Of course, that’s a stupid time to think of having a bath, but it was oh so relaxing, helped by the fact that the only thing on the talky stations worth listening to was the shipping forecast on Radio 4. Strangely therapeutic at that time in the morning.

After that a long and exceptionally comfortable sleep.

I’d told the others who’d been stuck there with me not to come in this morning, so in the end we all turned up at about the same time – lunchtime – to find the left over pancakes from last night sitting where we’d left them. They weren’t particularly good.
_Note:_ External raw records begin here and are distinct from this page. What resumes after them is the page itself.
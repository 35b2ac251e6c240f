//! Orchestration milestones surfaced to external observers.
//!
//! Dispatch is a plain fan-out: every registered sink sees every event in
//! emission order, and no decision depends on a sink.
use std::sync::Arc;

use parking_lot::RwLock;
use tokio::sync::mpsc;

use crate::key::KeyStatus;
use crate::session::SessionId;

/// Named notification emitted by the orchestrator.
#[derive(Debug, Clone, PartialEq, Eq)]
pub enum EmeEvent {
    /// A key system was accepted by the platform.
    KeySystemAccessComplete { key_system: String },
    /// A platform key session was created.
    KeySessionCreated { session: SessionId },
    /// A license exchange was attempted (success or failure).
    LicenseRequestAttempted { key_system: String },
    /// A key reported a new status.
    KeyStatusChange {
        key_id: Vec<u8>,
        status: KeyStatus,
        session: SessionId,
    },
}

impl EmeEvent {
    /// Event name as exposed to players.
    pub fn name(&self) -> &'static str {
        match self {
            EmeEvent::KeySystemAccessComplete { .. } => "keysystemaccesscomplete",
            EmeEvent::KeySessionCreated { .. } => "keysessioncreated",
            EmeEvent::LicenseRequestAttempted { .. } => "licenserequestattempted",
            EmeEvent::KeyStatusChange { .. } => "keystatuschange",
        }
    }
}

/// Receiver of orchestration events.
pub trait EventSink: Send + Sync {
    fn notify(&self, event: &EmeEvent);
}

impl EventSink for mpsc::UnboundedSender<EmeEvent> {
    fn notify(&self, event: &EmeEvent) {
        // A dropped receiver only means nobody is listening anymore.
        let _ = self.send(event.clone());
    }
}

/// Fan-out to all subscribed sinks.
#[derive(Clone, Default)]
pub struct EventDispatch {
    sinks: Arc<RwLock<Vec<Arc<dyn EventSink>>>>,
}

impl EventDispatch {
    pub fn new() -> Self {
        Self::default()
    }

    pub fn subscribe(&self, sink: Arc<dyn EventSink>) {
        self.sinks.write().push(sink);
    }

    /// Subscribe a channel and return its receiving end.
    pub fn channel(&self) -> mpsc::UnboundedReceiver<EmeEvent> {
        let (tx, rx) = mpsc::unbounded_channel();
        self.subscribe(Arc::new(tx));
        rx
    }

    pub fn emit(&self, event: EmeEvent) {
        trace!("event {}", event.name());
        let sinks = self.sinks.read().clone();
        for sink in sinks.iter() {
            sink.notify(&event);
        }
    }
}

impl std::fmt::Debug for EventDispatch {
    fn fmt(&self, f: &mut std::fmt::Formatter<'_>) -> std::fmt::Result {
        f.debug_struct("EventDispatch")
            .field("sinks", &self.sinks.read().len())
            .finish()
    }
}

#[cfg(test)]
mod tests {
    use std::sync::atomic::{AtomicUsize, Ordering};
    use std::sync::Arc;

    use super::{EmeEvent, EventDispatch, EventSink};

    struct Counter(AtomicUsize);

    impl EventSink for Counter {
        fn notify(&self, _event: &EmeEvent) {
            self.0.fetch_add(1, Ordering::SeqCst);
        }
    }

    #[test]
    fn every_sink_sees_every_event() {
        let dispatch = EventDispatch::new();
        let counter = Arc::new(Counter(AtomicUsize::new(0)));
        dispatch.subscribe(counter.clone());
        let mut rx = dispatch.channel();

        dispatch.emit(EmeEvent::LicenseRequestAttempted {
            key_system: "com.widevine.alpha".to_string(),
        });
        dispatch.emit(EmeEvent::KeySystemAccessComplete {
            key_system: "com.widevine.alpha".to_string(),
        });

        assert_eq!(counter.0.load(Ordering::SeqCst), 2);
        assert_eq!(
            rx.try_recv().expect("first event").name(),
            "licenserequestattempted"
        );
        assert_eq!(
            rx.try_recv().expect("second event").name(),
            "keysystemaccesscomplete"
        );
    }

    #[test]
    fn dropped_channel_is_ignored() {
        let dispatch = EventDispatch::new();
        drop(dispatch.channel());
        dispatch.emit(EmeEvent::LicenseRequestAttempted {
            key_system: "k".to_string(),
        });
    }
}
Quite obviously the whole of Fitzrovia seemed to have sold out of the things, it being pancake night, and all I had been able to find – after bumping into Three Counties Neil in Sainsbury’s and then Tesco – was strawberry filled crepes that tasted like warm, damp Cornetto cones.

It was not an experience to repeat.

The US has announced it is about to try the first two prisoners from Camp X-Ray in Guantanamo Bay, Cuba, where they have been held for the last couple of years.

‘The Pentagon announcement insists both men will be presumed innocent of any charges until proven guilty at a military commission,’ reports the BBC.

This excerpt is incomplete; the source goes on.